Chine lance UBIOS : une nouvelle norme de firmware qui réimagine la « BIOS » avec un bus virtuel unifié et un support natif pour l’hétérogénéité

Chine lance UBIOS : une nouvelle norme de firmware qui réimagine la « BIOS » avec un bus virtuel unifié et un support natif pour l'hétérogénéité

La Chine a franchi une étape clé dans sa stratégie d’autonomie technologique avec la publication de UBIOS (Unified Basic Input/Output System), une norme d’architecture micrologicielle qui redéfinit la manière dont la BIOS, le système d’exploitation, la BMC (contrôleur de gestion de cartes) et les micrologiciels des dispositifs interagissent. Il ne s’agit pas simplement de parcher UEFI, mais de reconstruire la couche d’interaction : un bus virtuel unifié, un langage commun d’appels et de notifications et un ensemble de tableaux décrivant la mémoire, les canaux et les services de façon normalisée.

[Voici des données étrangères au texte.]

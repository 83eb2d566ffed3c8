//! # aircap -- Wireless Capture Data-Source Control
//!
//! `aircap` is an asynchronous Rust library for driving wireless capture
//! data sources: child capture helpers spoken to over piped stdio, or
//! remote capture peers reached over TCP, both speaking a framed,
//! checksummed, sequence-correlated control/data protocol.
//!
//! ## Quick Start
//!
//! ```no_run
//! use aircap::{SourceBuilder, TcpTransport};
//!
//! #[tokio::main]
//! async fn main() -> aircap::Result<()> {
//!     let source = SourceBuilder::new("wifi")
//!         .list_capable(true)
//!         .local_capable(true)
//!         .tune_capable(true)
//!         .build();
//!
//!     let transport = TcpTransport::connect("sensor.local:3501").await?;
//!     source.connect_buffer(transport);
//!
//!     source.open_interface(
//!         "wlan0:name=roof,retry=true",
//!         1,
//!         Box::new(|_, ok, msg| println!("open: {ok} {msg}")),
//!     );
//!     Ok(())
//! }
//! ```
//!
//! ## Architecture
//!
//! The library is organized as a workspace of focused crates:
//!
//! | Crate                 | Purpose                                          |
//! |-----------------------|--------------------------------------------------|
//! | `aircap-core`         | Contracts (buffer, timer, packet chain), types, errors |
//! | `aircap-proto`        | Frame envelope codec, named-map codec, payload decoders |
//! | `aircap-source`       | The controller: commands, dispatch, error/retry  |
//! | `aircap-transport`    | TCP and child-process transports                 |
//! | `aircap-test-harness` | Mock buffer, manual timers, recording chain      |
//! | **`aircap`**          | This facade crate -- re-exports everything       |
//!
//! ## Command flow
//!
//! Every command ([`list_interfaces`](SourceController::list_interfaces),
//! [`probe_interface`](SourceController::probe_interface),
//! [`open_interface`](SourceController::open_interface),
//! [`set_channel`](SourceController::set_channel), ...) is asynchronous:
//! the call returns once the frame is queued, and the caller's completion
//! fires when the matching response arrives, correlated by sequence
//! number. On failure -- a framing error, a peer error frame, a lost
//! transport -- every outstanding completion is failed exactly once, and a
//! source opened with `retry=true` schedules a reopen.
//!
//! ## Observing a source
//!
//! Subscribe to [`SourceEvent`]s for state transitions, or snapshot
//! [`SourceController::status`] at any time. Captured packets flow into
//! the [`PacketChain`] the controller was built with; [`ChannelChain`]
//! adapts that to an ordinary channel receiver.

pub use aircap_core::*;
pub use aircap_source::{
    Completion, ConfigureCallback, ListCallback, OpenCallback, ProbeCallback, SourceBuilder,
    SourceController, SourceDefinition, SourceState, SourceStatus,
};
pub use aircap_transport::{ChildProcessTransport, TcpTransport};

/// The wire protocol: frame codec, named-map codec, payload decoders.
pub mod proto {
    pub use aircap_proto::*;
}
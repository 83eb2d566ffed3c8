//! The duplex byte-buffer contract between a transport and the controller.
//!
//! A [`DuplexBuffer`] abstracts the stream carrying the capture protocol: a
//! TCP socket to a remote capture peer, the piped stdio of a child capture
//! process, or an in-memory mock for testing. Transports own the buffering;
//! the controller only peeks, consumes, and writes.
//!
//! The read side is push-driven: the transport invokes
//! [`BufferReader::on_bytes_available`] on the registered reader whenever
//! new bytes have been buffered, and the reader peeks/consumes whole frames
//! synchronously. Partial frames stay buffered until more bytes arrive.

use std::sync::Arc;

use crate::error::Result;

/// Read-side callbacks implemented by the controller.
///
/// Both methods must run to completion without blocking; they are invoked
/// from the transport's pump task.
pub trait BufferReader: Send + Sync {
    /// New bytes have arrived; `available` is the total number of buffered,
    /// unconsumed bytes.
    fn on_bytes_available(&self, available: usize);

    /// The transport failed (connection lost, child died, pipe closed).
    fn on_buffer_error(&self, reason: &str);
}

/// A duplex byte buffer carrying the capture protocol.
///
/// Writes are enqueued and flushed by the transport in the background;
/// [`write`](DuplexBuffer::write) never blocks on the peer. Reads are
/// peek/consume so the controller can leave an incomplete frame in place.
pub trait DuplexBuffer: Send + Sync {
    /// Register the reader to be notified of buffered bytes and transport
    /// errors. Must be called before data can be dispatched.
    fn set_read_interface(&self, reader: Arc<dyn BufferReader>);

    /// Copy up to `max` buffered bytes without consuming them.
    fn peek_read(&self, max: usize) -> Vec<u8>;

    /// Discard `amount` bytes from the front of the read buffer.
    fn consume_read(&self, amount: usize);

    /// Enqueue `bytes` for transmission. Returns an error if the transport
    /// is closed or its write queue is gone.
    fn write(&self, bytes: &[u8]) -> Result<()>;

    /// Close the transport in an orderly fashion.
    fn close(&self, reason: &str);

    /// Tear the transport down after a protocol-level failure.
    fn error(&self, reason: &str);
}
//! Frame envelope codec.
//!
//! Every control and data message travels in one frame:
//!
//! ```text
//! 0                   4                   8
//! ┌───────────────────┬───────────────────┬───────────────────┐
//! │ signature (u32)   │ checksum (u32)    │ sequence (u32)    │
//! ├───────────────────┴───────────────────┴───────────────────┤
//! │ type (16 bytes, NUL-padded ASCII)                         │
//! ├───────────────────┬───────────────────┬───────────────────┤
//! │ length (u32)      │ num_kv (u32)      │ keyed objects...  │
//! └───────────────────┴───────────────────┴───────────────────┘
//! ```
//!
//! All integers are big-endian. `length` covers the whole frame including
//! the 36-byte envelope. The checksum is Adler-32 computed over the whole
//! frame with the checksum field zeroed. Each keyed object is a 16-byte
//! NUL-padded key, a `u32` object size, and that many opaque bytes.
//!
//! Decoding is streaming: callers peek their read buffer and get
//! [`FrameOutcome::NeedMore`] until a complete frame is buffered. Framing
//! violations (bad signature, bad checksum, bogus length, truncated keyed
//! objects) are errors and fatal to the session.

use std::collections::{BTreeMap, HashMap};

use aircap_core::{Error, Result};

/// Protocol signature opening every frame.
pub const FRAME_SIGNATURE: u32 = 0xDECA_FBAD;

/// Envelope header size in bytes.
pub const ENVELOPE_LEN: usize = 36;

/// Keyed-object header size in bytes (16-byte key + u32 object size).
pub const KV_HEADER_LEN: usize = 20;

/// Width of the NUL-padded type and key fields.
pub const TAG_LEN: usize = 16;

/// Upper bound on a single frame. Anything larger is treated as a framing
/// error rather than an instruction to buffer without limit.
pub const MAX_FRAME_LEN: usize = 16 * 1024 * 1024;

/// A completely decoded frame.
#[derive(Debug, Clone, PartialEq, Eq)]
pub struct DecodedFrame {
    /// Bytes consumed from the read buffer (the frame's `length`).
    pub consumed: usize,
    /// Type tag with trailing NULs stripped, original case preserved.
    pub type_tag: String,
    /// Envelope sequence number.
    pub sequence: u32,
    /// Keyed objects by lowercased key; duplicate keys collapse last-wins.
    pub objects: HashMap<String, Vec<u8>>,
}

/// Result of attempting to decode one frame from a peeked buffer.
#[derive(Debug, Clone, PartialEq, Eq)]
pub enum FrameOutcome {
    /// The buffer does not yet hold a complete frame; consume nothing.
    NeedMore,
    /// One frame decoded; consume [`DecodedFrame::consumed`] bytes.
    Frame(DecodedFrame),
}

/// Decode one frame from the front of `buf`.
///
/// Returns [`FrameOutcome::NeedMore`] when the buffer holds less than a
/// complete frame, and an [`Error::Framing`] when the buffered bytes can
/// never form a valid frame.
pub fn decode_frame(buf: &[u8]) -> Result<FrameOutcome> {
    if buf.len() < ENVELOPE_LEN {
        return Ok(FrameOutcome::NeedMore);
    }

    let signature = read_u32(buf, 0);
    if signature != FRAME_SIGNATURE {
        return Err(Error::Framing(format!(
            "bad signature {signature:#010x}, expected {FRAME_SIGNATURE:#010x}"
        )));
    }

    let length = read_u32(buf, 28) as usize;
    if length < ENVELOPE_LEN {
        return Err(Error::Framing(format!(
            "frame length {length} smaller than the envelope"
        )));
    }
    if length > MAX_FRAME_LEN {
        return Err(Error::Framing(format!(
            "frame length {length} exceeds the {MAX_FRAME_LEN} byte limit"
        )));
    }
    if length > buf.len() {
        return Ok(FrameOutcome::NeedMore);
    }

    // Verify the checksum over a copy with the checksum field zeroed.
    let wire_checksum = read_u32(buf, 4);
    let mut copy = buf[..length].to_vec();
    copy[4..8].fill(0);
    let calc_checksum = adler::adler32_slice(&copy);
    if calc_checksum != wire_checksum {
        return Err(Error::Framing(format!(
            "checksum mismatch: frame {wire_checksum:#010x}, computed {calc_checksum:#010x}"
        )));
    }

    let sequence = read_u32(buf, 8);
    let type_tag = decode_tag(&buf[12..12 + TAG_LEN])?;
    let num_kv = read_u32(buf, 32);

    let mut objects = HashMap::new();
    let mut pos = ENVELOPE_LEN;
    for _ in 0..num_kv {
        if pos + KV_HEADER_LEN > length {
            return Err(Error::Framing("truncated keyed-object header".into()));
        }
        let key = decode_tag(&buf[pos..pos + TAG_LEN])?.to_ascii_lowercase();
        let obj_size = read_u32(buf, pos + TAG_LEN) as usize;
        pos += KV_HEADER_LEN;

        if pos + obj_size > length {
            return Err(Error::Framing(format!(
                "keyed object '{key}' overruns the frame"
            )));
        }
        objects.insert(key, buf[pos..pos + obj_size].to_vec());
        pos += obj_size;
    }

    Ok(FrameOutcome::Frame(DecodedFrame {
        consumed: length,
        type_tag,
        sequence,
        objects,
    }))
}

/// Encode a frame carrying `objects` under the given type tag and sequence
/// number.
///
/// Keys longer than 16 bytes are truncated on emission; iteration order of
/// the map fixes the object order (not semantically observable by
/// receivers).
pub fn encode_frame(type_tag: &str, sequence: u32, objects: &BTreeMap<String, Vec<u8>>) -> Vec<u8> {
    let kv_len: usize = objects.values().map(|obj| KV_HEADER_LEN + obj.len()).sum();
    let length = ENVELOPE_LEN + kv_len;

    let mut buf = Vec::with_capacity(length);
    buf.extend_from_slice(&FRAME_SIGNATURE.to_be_bytes());
    buf.extend_from_slice(&0u32.to_be_bytes()); // checksum, patched below
    buf.extend_from_slice(&sequence.to_be_bytes());
    buf.extend_from_slice(&encode_tag(type_tag));
    buf.extend_from_slice(&(length as u32).to_be_bytes());
    buf.extend_from_slice(&(objects.len() as u32).to_be_bytes());

    for (key, obj) in objects {
        buf.extend_from_slice(&encode_tag(key));
        buf.extend_from_slice(&(obj.len() as u32).to_be_bytes());
        buf.extend_from_slice(obj);
    }

    let checksum = adler::adler32_slice(&buf);
    buf[4..8].copy_from_slice(&checksum.to_be_bytes());

    buf
}

fn read_u32(buf: &[u8], offset: usize) -> u32 {
    u32::from_be_bytes([buf[offset], buf[offset + 1], buf[offset + 2], buf[offset + 3]])
}

/// NUL-pad (or truncate) a tag to its 16-byte wire field.
fn encode_tag(tag: &str) -> [u8; TAG_LEN] {
    let mut out = [0u8; TAG_LEN];
    let bytes = tag.as_bytes();
    let n = bytes.len().min(TAG_LEN);
    out[..n].copy_from_slice(&bytes[..n]);
    out
}

/// Strip trailing NULs from a 16-byte tag field and require ASCII.
fn decode_tag(raw: &[u8]) -> Result<String> {
    let end = raw
        .iter()
        .rposition(|&b| b != 0)
        .map(|pos| pos + 1)
        .unwrap_or(0);
    let trimmed = &raw[..end];
    if !trimmed.is_ascii() {
        return Err(Error::Framing("non-ASCII tag field".into()));
    }
    Ok(String::from_utf8_lossy(trimmed).into_owned())
}

#[cfg(test)]
mod tests {
    use super::*;

    fn kv(entries: &[(&str, &[u8])]) -> BTreeMap<String, Vec<u8>> {
        entries
            .iter()
            .map(|(k, v)| (k.to_string(), v.to_vec()))
            .collect()
    }

    fn decode_one(buf: &[u8]) -> DecodedFrame {
        match decode_frame(buf).unwrap() {
            FrameOutcome::Frame(frame) => frame,
            FrameOutcome::NeedMore => panic!("expected a complete frame"),
        }
    }

    #[test]
    fn round_trip_empty_frame() {
        let buf = encode_frame("LISTDEVICE", 42, &BTreeMap::new());
        assert_eq!(buf.len(), ENVELOPE_LEN);

        let frame = decode_one(&buf);
        assert_eq!(frame.consumed, buf.len());
        assert_eq!(frame.type_tag, "LISTDEVICE");
        assert_eq!(frame.sequence, 42);
        assert!(frame.objects.is_empty());
    }

    #[test]
    fn round_trip_with_objects_lowercases_keys() {
        let buf = encode_frame(
            "PROBEDEVICE",
            7,
            &kv(&[("DEFINITION", b"wlan0:name=mon"), ("EXTRA", &[0x00, 0x01])]),
        );

        let frame = decode_one(&buf);
        assert_eq!(frame.type_tag, "PROBEDEVICE");
        assert_eq!(frame.objects.len(), 2);
        assert_eq!(
            frame.objects.get("definition").map(Vec::as_slice),
            Some(b"wlan0:name=mon".as_slice())
        );
        assert_eq!(
            frame.objects.get("extra").map(Vec::as_slice),
            Some([0x00, 0x01].as_slice())
        );
    }

    #[test]
    fn need_more_for_every_short_prefix() {
        let buf = encode_frame("CONFIGURE", 9, &kv(&[("CHANSET", b"6")]));
        for end in 0..buf.len() {
            assert_eq!(
                decode_frame(&buf[..end]).unwrap(),
                FrameOutcome::NeedMore,
                "prefix of {end} bytes should be incomplete"
            );
        }
        assert!(matches!(
            decode_frame(&buf).unwrap(),
            FrameOutcome::Frame(_)
        ));
    }

    #[test]
    fn bad_signature_is_fatal() {
        let mut buf = encode_frame("LISTDEVICE", 1, &BTreeMap::new());
        buf[0] ^= 0xFF;
        let err = decode_frame(&buf).unwrap_err();
        assert!(err.to_string().contains("bad signature"));
    }

    #[test]
    fn flipped_payload_bit_fails_checksum() {
        let mut buf = encode_frame("CONFIGURE", 3, &kv(&[("CHANSET", b"11")]));
        let last = buf.len() - 1;
        buf[last] ^= 0x01;
        let err = decode_frame(&buf).unwrap_err();
        assert!(err.to_string().contains("checksum mismatch"));
    }

    #[test]
    fn flipped_checksum_bit_fails_checksum() {
        let mut buf = encode_frame("CONFIGURE", 3, &kv(&[("CHANSET", b"11")]));
        buf[5] ^= 0x10;
        let err = decode_frame(&buf).unwrap_err();
        assert!(err.to_string().contains("checksum mismatch"));
    }

    #[test]
    fn length_below_envelope_is_fatal() {
        let mut buf = encode_frame("LISTDEVICE", 1, &BTreeMap::new());
        buf[28..32].copy_from_slice(&8u32.to_be_bytes());
        let err = decode_frame(&buf).unwrap_err();
        assert!(err.to_string().contains("smaller than the envelope"));
    }

    #[test]
    fn oversized_length_is_fatal_not_need_more() {
        let mut buf = encode_frame("LISTDEVICE", 1, &BTreeMap::new());
        buf[28..32].copy_from_slice(&((MAX_FRAME_LEN as u32) + 1).to_be_bytes());
        let err = decode_frame(&buf).unwrap_err();
        assert!(err.to_string().contains("exceeds"));
    }

    #[test]
    fn keyed_object_overrunning_frame_is_fatal() {
        // Hand-build a frame whose single kv claims more bytes than remain.
        let mut buf = Vec::new();
        buf.extend_from_slice(&FRAME_SIGNATURE.to_be_bytes());
        buf.extend_from_slice(&0u32.to_be_bytes());
        buf.extend_from_slice(&1u32.to_be_bytes());
        buf.extend_from_slice(&encode_tag("DATA"));
        let length = (ENVELOPE_LEN + KV_HEADER_LEN + 2) as u32;
        buf.extend_from_slice(&length.to_be_bytes());
        buf.extend_from_slice(&1u32.to_be_bytes());
        buf.extend_from_slice(&encode_tag("packet"));
        buf.extend_from_slice(&100u32.to_be_bytes()); // claims 100, only 2 present
        buf.extend_from_slice(&[0xAB, 0xCD]);
        let checksum = adler::adler32_slice(&buf);
        buf[4..8].copy_from_slice(&checksum.to_be_bytes());

        let err = decode_frame(&buf).unwrap_err();
        assert!(err.to_string().contains("overruns"));
    }

    #[test]
    fn duplicate_keys_collapse_last_wins() {
        // Two objects under the same key (differing only in case); the map
        // used by encode_frame can't express this, so hand-build the frame.
        let mut buf = Vec::new();
        buf.extend_from_slice(&FRAME_SIGNATURE.to_be_bytes());
        buf.extend_from_slice(&0u32.to_be_bytes());
        buf.extend_from_slice(&5u32.to_be_bytes());
        buf.extend_from_slice(&encode_tag("CONFIGRESP"));
        let length = (ENVELOPE_LEN + 2 * (KV_HEADER_LEN + 1)) as u32;
        buf.extend_from_slice(&length.to_be_bytes());
        buf.extend_from_slice(&2u32.to_be_bytes());
        buf.extend_from_slice(&encode_tag("CHANSET"));
        buf.extend_from_slice(&1u32.to_be_bytes());
        buf.push(b'1');
        buf.extend_from_slice(&encode_tag("chanset"));
        buf.extend_from_slice(&1u32.to_be_bytes());
        buf.push(b'6');
        let checksum = adler::adler32_slice(&buf);
        buf[4..8].copy_from_slice(&checksum.to_be_bytes());

        let frame = decode_one(&buf);
        assert_eq!(frame.objects.len(), 1);
        assert_eq!(
            frame.objects.get("chanset").map(Vec::as_slice),
            Some(b"6".as_slice())
        );
    }

    #[test]
    fn long_type_tag_is_truncated_to_field_width() {
        let buf = encode_frame("ABCDEFGHIJKLMNOPQRST", 1, &BTreeMap::new());
        let frame = decode_one(&buf);
        assert_eq!(frame.type_tag, "ABCDEFGHIJKLMNOP");
        assert_eq!(frame.type_tag.len(), TAG_LEN);
    }

    #[test]
    fn back_to_back_frames_decode_sequentially() {
        let mut stream = encode_frame("OPENRESP", 1, &kv(&[("CHANSET", b"6")]));
        let second = encode_frame("DATA", 2, &BTreeMap::new());
        stream.extend_from_slice(&second);

        let first = decode_one(&stream);
        assert_eq!(first.type_tag, "OPENRESP");

        let rest = &stream[first.consumed..];
        let next = decode_one(rest);
        assert_eq!(next.type_tag, "DATA");
        assert_eq!(next.sequence, 2);
        assert_eq!(first.consumed + next.consumed, stream.len());
    }
}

Cette norme, identifiée comme T/GCC 3007—2025 et publiée par la Global Computing Alliance (GCC), bénéficie du soutien de 13 organisations — parmi lesquelles l’Institut de Normalisation de l’Electronique de Chine et Huawei — et classe UBIOS comme un cadre distribué et faiblement couplé. La promesse est claire : dissocier la logique de démarrage et de services du micrologiciel du matériel sous-jacent, permettant une hétérogénéité d’architectures (ARM, RISC-V et autres), des systèmes multi-domaine et une cohabitation ordonnée des différents micrologiciels présents sur une plateforme moderne.


Ce que UBIOS apporte par rapport à UEFI

Durant deux décennies, UEFI a évolué d’un simple successeur» de la BIOS classique vers une couche universelle de démarrage : stable, mature, avec un écosystème énorme et omniprésent sur x86, ARM et même RISC-V. Toutefois, cette croissance en fonctionnalités a ses coûts : implémentations de référence volumineuses, modules fortement liés, dépendances historiques avec ACPI et l’écosystème x86/Windows, ainsi qu’une compatibilité moins naturelle dans des scénarios innovants (chiplets, coprocesseurs dédiés, hétérogénéité, enclaves de sécurité, etc.).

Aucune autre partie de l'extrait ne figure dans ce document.